//! Operational digital twin for the monitored pump
//!
//! Evaluates the current reading, builds the metric cards, a synthetic 24h
//! trend ending at the current reading and the spectrum presets. The excess
//! emissions figure is written back into the returned snapshot so the
//! strategy cascade reflects the last twin evaluation.

use chrono::{DateTime, Duration, Utc};
use rand::Rng;
use serde::{Deserialize, Serialize};
use tracing::debug;

use crate::asset_health::{AssetHealthModel, ALARM_THRESHOLD_RMS};
use crate::config::defaults::{TREND_HOURS, TREND_NOISE_MAX, TREND_NOISE_MIN};
use crate::context::{ContextError, ContextSnapshot};
use crate::types::{Evaluation, SpectralBuckets, TelemetryPayload};

/// Where the twin's reading comes from.
#[derive(Debug, Clone, Copy, PartialEq, Eq, Default, Serialize, Deserialize)]
#[serde(rename_all = "snake_case")]
pub enum TwinMode {
    /// Operator-set reading
    #[default]
    Manual,
    /// Reading delivered by the telemetry feed
    Live,
}

/// A headline metric with its formatted value and delta badge.
#[derive(Debug, Clone, PartialEq, Serialize)]
pub struct MetricCard {
    pub label: &'static str,
    pub value: f64,
    pub display: String,
    pub delta: Option<&'static str>,
}

#[derive(Debug, Clone, PartialEq, Serialize)]
pub struct TrendPoint {
    pub time: DateTime<Utc>,
    pub vibration: f64,
}

#[derive(Debug, Clone, PartialEq, Serialize)]
pub struct TwinView {
    pub asset_id: String,
    pub mode: TwinMode,
    pub vibration: MetricCard,
    pub efficiency: MetricCard,
    pub carbon_waste: MetricCard,
    pub evaluation: Evaluation,
    pub trend: Vec<TrendPoint>,
    /// ISO 10816 alarm line drawn on the trend
    pub alarm_limit: f64,
    pub spectrum: SpectralBuckets,
    /// Last raw telemetry message, live mode only
    pub raw_payload: Option<TelemetryPayload>,
}

/// Render the twin and return the snapshot to commit.
///
/// # Errors
///
/// Only if the computed emissions figure is not a valid carbon waste rate,
/// which the model never produces for a valid reading.
pub fn render_twin<R: Rng + ?Sized>(
    snapshot: &ContextSnapshot,
    model: &AssetHealthModel,
    asset_id: &str,
    mode: TwinMode,
    now: DateTime<Utc>,
    rng: &mut R,
) -> Result<(TwinView, ContextSnapshot), ContextError> {
    let evaluation = model.evaluate_reading(snapshot.current_vibration);
    let co2 = evaluation.excess_co2_lbs_per_hour;

    let vibration = MetricCard {
        label: "Real-Time Vibration",
        value: evaluation.vibration,
        display: format!("{:.2} in/s", evaluation.vibration),
        delta: Some(if evaluation.is_alarm() { "ALARM" } else { "Safe" }),
    };
    let efficiency = MetricCard {
        label: "Current Efficiency",
        value: evaluation.efficiency,
        display: format!("{:.1}%", evaluation.efficiency * 100.0),
        delta: None,
    };
    let carbon_waste = MetricCard {
        label: "Carbon Waste Rate",
        value: co2,
        display: format!("{co2:.2} lbs/hr"),
        delta: Some(if co2 > 0.0 { "Excess Waste" } else { "Optimal" }),
    };

    let trend = build_trend(evaluation.vibration, now, rng);
    let updated = snapshot.with_carbon_waste(co2)?;

    debug!(
        vibration = evaluation.vibration,
        classification = %evaluation.classification,
        carbon_waste = co2,
        "Rendered digital twin"
    );

    let view = TwinView {
        asset_id: asset_id.to_string(),
        mode,
        vibration,
        efficiency,
        carbon_waste,
        evaluation,
        trend,
        alarm_limit: ALARM_THRESHOLD_RMS,
        spectrum: evaluation.spectral_buckets,
        raw_payload: match mode {
            TwinMode::Live => snapshot.last_payload.clone(),
            TwinMode::Manual => None,
        },
    };

    Ok((view, updated))
}

/// Hourly points for the last 24h: background noise, then the current reading.
fn build_trend<R: Rng + ?Sized>(current: f64, now: DateTime<Utc>, rng: &mut R) -> Vec<TrendPoint> {
    let hours = i64::from(TREND_HOURS);
    (0..hours)
        .map(|i| {
            let time = now - Duration::hours(hours - 1 - i);
            let vibration = if i == hours - 1 {
                current
            } else {
                rng.gen_range(TREND_NOISE_MIN..=TREND_NOISE_MAX)
            };
            TrendPoint { time, vibration }
        })
        .collect()
}

#[cfg(test)]
mod tests {
    use super::*;
    use crate::asset_health::Vibration;
    use crate::context::ReadingSource;
    use rand::rngs::StdRng;
    use rand::SeedableRng;

    fn snapshot(rms: f64) -> ContextSnapshot {
        ContextSnapshot::default().with_vibration(Vibration::new(rms).unwrap(), ReadingSource::Manual)
    }

    fn render(snap: &ContextSnapshot, mode: TwinMode) -> (TwinView, ContextSnapshot) {
        let mut rng = StdRng::seed_from_u64(7);
        render_twin(snap, &AssetHealthModel::default(), "P-101", mode, Utc::now(), &mut rng).unwrap()
    }

    #[test]
    fn test_healthy_pump_cards() {
        let (view, updated) = render(&snapshot(0.05), TwinMode::Manual);
        assert_eq!(view.vibration.delta, Some("Safe"));
        assert_eq!(view.efficiency.display, "85.0%");
        assert_eq!(view.carbon_waste.delta, Some("Optimal"));
        assert_eq!(view.carbon_waste.display, "0.00 lbs/hr");
        assert_eq!(updated.carbon_waste, 0.0);
    }

    #[test]
    fn test_misaligned_pump_writes_carbon_waste_back() {
        let before = snapshot(0.35);
        let (view, updated) = render(&before, TwinMode::Manual);
        assert_eq!(view.vibration.delta, Some("ALARM"));
        assert_eq!(view.efficiency.display, "77.0%");
        assert_eq!(view.carbon_waste.delta, Some("Excess Waste"));
        assert!((updated.carbon_waste - 5.74).abs() < 0.01);
        // Input snapshot untouched
        assert_eq!(before.carbon_waste, 0.0);
    }

    #[test]
    fn test_trend_shape() {
        let (view, _) = render(&snapshot(0.6), TwinMode::Manual);
        assert_eq!(view.trend.len(), 24);
        for point in &view.trend[..23] {
            assert!((0.04..=0.07).contains(&point.vibration));
        }
        assert!((view.trend[23].vibration - 0.6).abs() < f64::EPSILON);
        assert!(view.trend.windows(2).all(|w| w[0].time < w[1].time));
        assert!((view.alarm_limit - 0.3).abs() < f64::EPSILON);
    }

    #[test]
    fn test_spectrum_matches_classification() {
        let (view, _) = render(&snapshot(0.6), TwinMode::Manual);
        assert!((view.spectrum.one_x - 0.8).abs() < f64::EPSILON);
    }

    #[test]
    fn test_raw_payload_only_in_live_mode() {
        let payload = TelemetryPayload {
            timestamp: 1_718_000_000.0,
            vibration_rms: 0.42,
            dominant_freq: "2x RPM (Misalignment)".to_string(),
            status: "WARNING".to_string(),
        };
        let snap = ContextSnapshot::default().with_telemetry(payload).unwrap();

        let (manual, _) = render(&snap, TwinMode::Manual);
        assert!(manual.raw_payload.is_none());

        let (live, _) = render(&snap, TwinMode::Live);
        assert_eq!(live.raw_payload.map(|p| p.vibration_rms), Some(0.42));
    }
}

:::

▸ Task prompt
Repeat each line, unchanged, from the line that contains "assert!((0.04..=0.07).contains(&point.vibration));" to the end of the listing above.

▸ Finished exercise
            assert!((0.04..=0.07).contains(&point.vibration));
        }
        assert!((view.trend[23].vibration - 0.6).abs() < f64::EPSILON);
        assert!(view.trend.windows(2).all(|w| w[0].time < w[1].time));
        assert!((view.alarm_limit - 0.3).abs() < f64::EPSILON);
    }

    #[test]
    fn test_spectrum_matches_classification() {
        let (view, _) = render(&snapshot(0.6), TwinMode::Manual);
        assert!((view.spectrum.one_x - 0.8).abs() < f64::EPSILON);
    }

    #[test]
    fn test_raw_payload_only_in_live_mode() {
        let payload = TelemetryPayload {
            timestamp: 1_718_000_000.0,
            vibration_rms: 0.42,
            dominant_freq: "2x RPM (Misalignment)".to_string(),
            status: "WARNING".to_string(),
        };
        let snap = ContextSnapshot::default().with_telemetry(payload).unwrap();

        let (manual, _) = render(&snap, TwinMode::Manual);
        assert!(manual.raw_payload.is_none());

        let (live, _) = render(&snap, TwinMode::Live);
        assert_eq!(live.raw_payload.map(|p| p.vibration_rms), Some(0.42));
    }
}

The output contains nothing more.